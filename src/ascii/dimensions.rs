//! Output grid dimensions.

/// Number of output rows for a given width.
///
/// Glyph cells are taller than they are wide, so the source aspect ratio is
/// scaled by `aspect_correction` (about 0.5 for common terminal fonts):
/// `rows = round(width * (src_h / src_w) * aspect_correction)`, at least 1.
pub fn output_height(
    img_width: u32,
    img_height: u32,
    output_width: u32,
    aspect_correction: f32,
) -> u32 {
    if img_width == 0 || img_height == 0 || output_width == 0 {
        return 1;
    }
    let ratio = img_height as f64 / img_width as f64;
    let rows = (output_width as f64 * ratio * aspect_correction as f64).round();
    if rows < 1.0 {
        1
    } else {
        rows as u32
    }
}
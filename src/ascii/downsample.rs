//! Block-average resampling from source pixels to the cell grid.

use super::dimensions::output_height;
use super::grayscale::luminance;
use super::grid::{CellColor, SampleGrid};
use crate::error::{checked_area, try_alloc, ConvertError, Result};
use crate::pixels::PixelBuffer;

/// Source pixel range `[start, end)` covered by output index `i`.
///
/// Blocks tile the source without overlap. When the output is larger than
/// the source a block would be empty, so it is widened to one pixel; blocks
/// at the far edge are clipped to the source.
#[inline]
fn block_bounds(i: usize, src: usize, out: usize) -> (usize, usize) {
    let start = (i as u64 * src as u64 / out as u64) as usize;
    let end = ((i as u64 + 1) * src as u64 / out as u64) as usize;
    let end = end.max(start + 1).min(src);
    (start, end)
}

/// Resample to `output_width` columns and the aspect-corrected row count.
pub fn resample(
    buffer: &PixelBuffer,
    output_width: u32,
    aspect_correction: f32,
) -> Result<SampleGrid> {
    let rows = output_height(buffer.width, buffer.height, output_width, aspect_correction);
    resample_exact(buffer, output_width as usize, rows as usize)
}

/// Resample to exactly `width x height` cells.
///
/// Each cell holds the average colour and the average luminance of every
/// source pixel in its block (not a nearest-neighbour pick), which avoids
/// aliasing at small output sizes.
pub fn resample_exact(buffer: &PixelBuffer, width: usize, height: usize) -> Result<SampleGrid> {
    if width == 0 || height == 0 {
        return Err(ConvertError::InvalidConfig(format!(
            "output grid must be non-empty, got {}x{}",
            width, height
        )));
    }
    if buffer.pixel_count() == 0 {
        return Err(ConvertError::ImageDecode("image has no pixels".to_string()));
    }

    let cells = checked_area(width, height, "output grid")?;
    let mut colors: Vec<CellColor> = try_alloc(cells, "sample colours")?;
    let mut luma: Vec<u8> = try_alloc(cells, "sample luminance")?;

    let src_w = buffer.width as usize;
    let src_h = buffer.height as usize;

    for cy in 0..height {
        let (y0, y1) = block_bounds(cy, src_h, height);
        for cx in 0..width {
            let (x0, x1) = block_bounds(cx, src_w, width);

            let mut sum_r = 0u64;
            let mut sum_g = 0u64;
            let mut sum_b = 0u64;
            let mut sum_y = 0u64;

            for py in y0..y1 {
                let row = py * src_w;
                for px in x0..x1 {
                    let i = (row + px) * 4;
                    let (r, g, b) = (buffer.data[i], buffer.data[i + 1], buffer.data[i + 2]);
                    sum_r += r as u64;
                    sum_g += g as u64;
                    sum_b += b as u64;
                    sum_y += luminance(r, g, b) as u64;
                }
            }

            // Blocks are never empty (see block_bounds).
            let count = ((y1 - y0) * (x1 - x0)) as u64;
            let idx = cy * width + cx;
            colors[idx] = CellColor {
                r: (sum_r / count) as u8,
                g: (sum_g / count) as u8,
                b: (sum_b / count) as u8,
            };
            luma[idx] = (sum_y / count) as u8;
        }
    }

    Ok(SampleGrid {
        width,
        height,
        colors,
        luma,
    })
}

───

▸ **What this task involves**
Transcribe every record above so that nothing differs from the original.

▸ **Problem solution**
filename src/ascii/dimensions.rs
//! Output grid dimensions.

/// Number of output rows for a given width.
///
/// Glyph cells are taller than they are wide, so the source aspect ratio is
/// scaled by `aspect_correction` (about 0.5 for common terminal fonts):
/// `rows = round(width * (src_h / src_w) * aspect_correction)`, at least 1.
pub fn output_height(
    img_width: u32,
    img_height: u32,
    output_width: u32,
    aspect_correction: f32,
) -> u32 {
    if img_width == 0 || img_height == 0 || output_width == 0 {
        return 1;
    }
    let ratio = img_height as f64 / img_width as f64;
    let rows = (output_width as f64 * ratio * aspect_correction as f64).round();
    if rows < 1.0 {
        1
    } else {
        rows as u32
    }
}
filename src/ascii/downsample.rs
//! Block-average resampling from source pixels to the cell grid.

use super::dimensions::output_height;
use super::grayscale::luminance;
use super::grid::{CellColor, SampleGrid};
use crate::error::{checked_area, try_alloc, ConvertError, Result};
use crate::pixels::PixelBuffer;

/// Source pixel range `[start, end)` covered by output index `i`.
///
/// Blocks tile the source without overlap. When the output is larger than
/// the source a block would be empty, so it is widened to one pixel; blocks
/// at the far edge are clipped to the source.
#[inline]
fn block_bounds(i: usize, src: usize, out: usize) -> (usize, usize) {
    let start = (i as u64 * src as u64 / out as u64) as usize;
    let end = ((i as u64 + 1) * src as u64 / out as u64) as usize;
    let end = end.max(start + 1).min(src);
    (start, end)
}

/// Resample to `output_width` columns and the aspect-corrected row count.
pub fn resample(
    buffer: &PixelBuffer,
    output_width: u32,
    aspect_correction: f32,
) -> Result<SampleGrid> {
    let rows = output_height(buffer.width, buffer.height, output_width, aspect_correction);
    resample_exact(buffer, output_width as usize, rows as usize)
}

/// Resample to exactly `width x height` cells.
///
/// Each cell holds the average colour and the average luminance of every
/// source pixel in its block (not a nearest-neighbour pick), which avoids
/// aliasing at small output sizes.
pub fn resample_exact(buffer: &PixelBuffer, width: usize, height: usize) -> Result<SampleGrid> {
    if width == 0 || height == 0 {
        return Err(ConvertError::InvalidConfig(format!(
            "output grid must be non-empty, got {}x{}",
            width, height
        )));
    }
    if buffer.pixel_count() == 0 {
        return Err(ConvertError::ImageDecode("image has no pixels".to_string()));
    }

    let cells = checked_area(width, height, "output grid")?;
    let mut colors: Vec<CellColor> = try_alloc(cells, "sample colours")?;
    let mut luma: Vec<u8> = try_alloc(cells, "sample luminance")?;

    let src_w = buffer.width as usize;
    let src_h = buffer.height as usize;

    for cy in 0..height {
        let (y0, y1) = block_bounds(cy, src_h, height);
        for cx in 0..width {
            let (x0, x1) = block_bounds(cx, src_w, width);

            let mut sum_r = 0u64;
            let mut sum_g = 0u64;
            let mut sum_b = 0u64;
            let mut sum_y = 0u64;

            for py in y0..y1 {
                let row = py * src_w;
                for px in x0..x1 {
                    let i = (row + px) * 4;
                    let (r, g, b) = (buffer.data[i], buffer.data[i + 1], buffer.data[i + 2]);
                    sum_r += r as u64;
                    sum_g += g as u64;
                    sum_b += b as u64;
                    sum_y += luminance(r, g, b) as u64;
                }
            }

            // Blocks are never empty (see block_bounds).
            let count = ((y1 - y0) * (x1 - x0)) as u64;
            let idx = cy * width + cx;
            colors[idx] = CellColor {
                r: (sum_r / count) as u8,
                g: (sum_g / count) as u8,
                b: (sum_b / count) as u8,
            };
            luma[idx] = (sum_y / count) as u8;
        }
    }

    Ok(SampleGrid {
        width,
        height,
        colors,
        luma,
    })
}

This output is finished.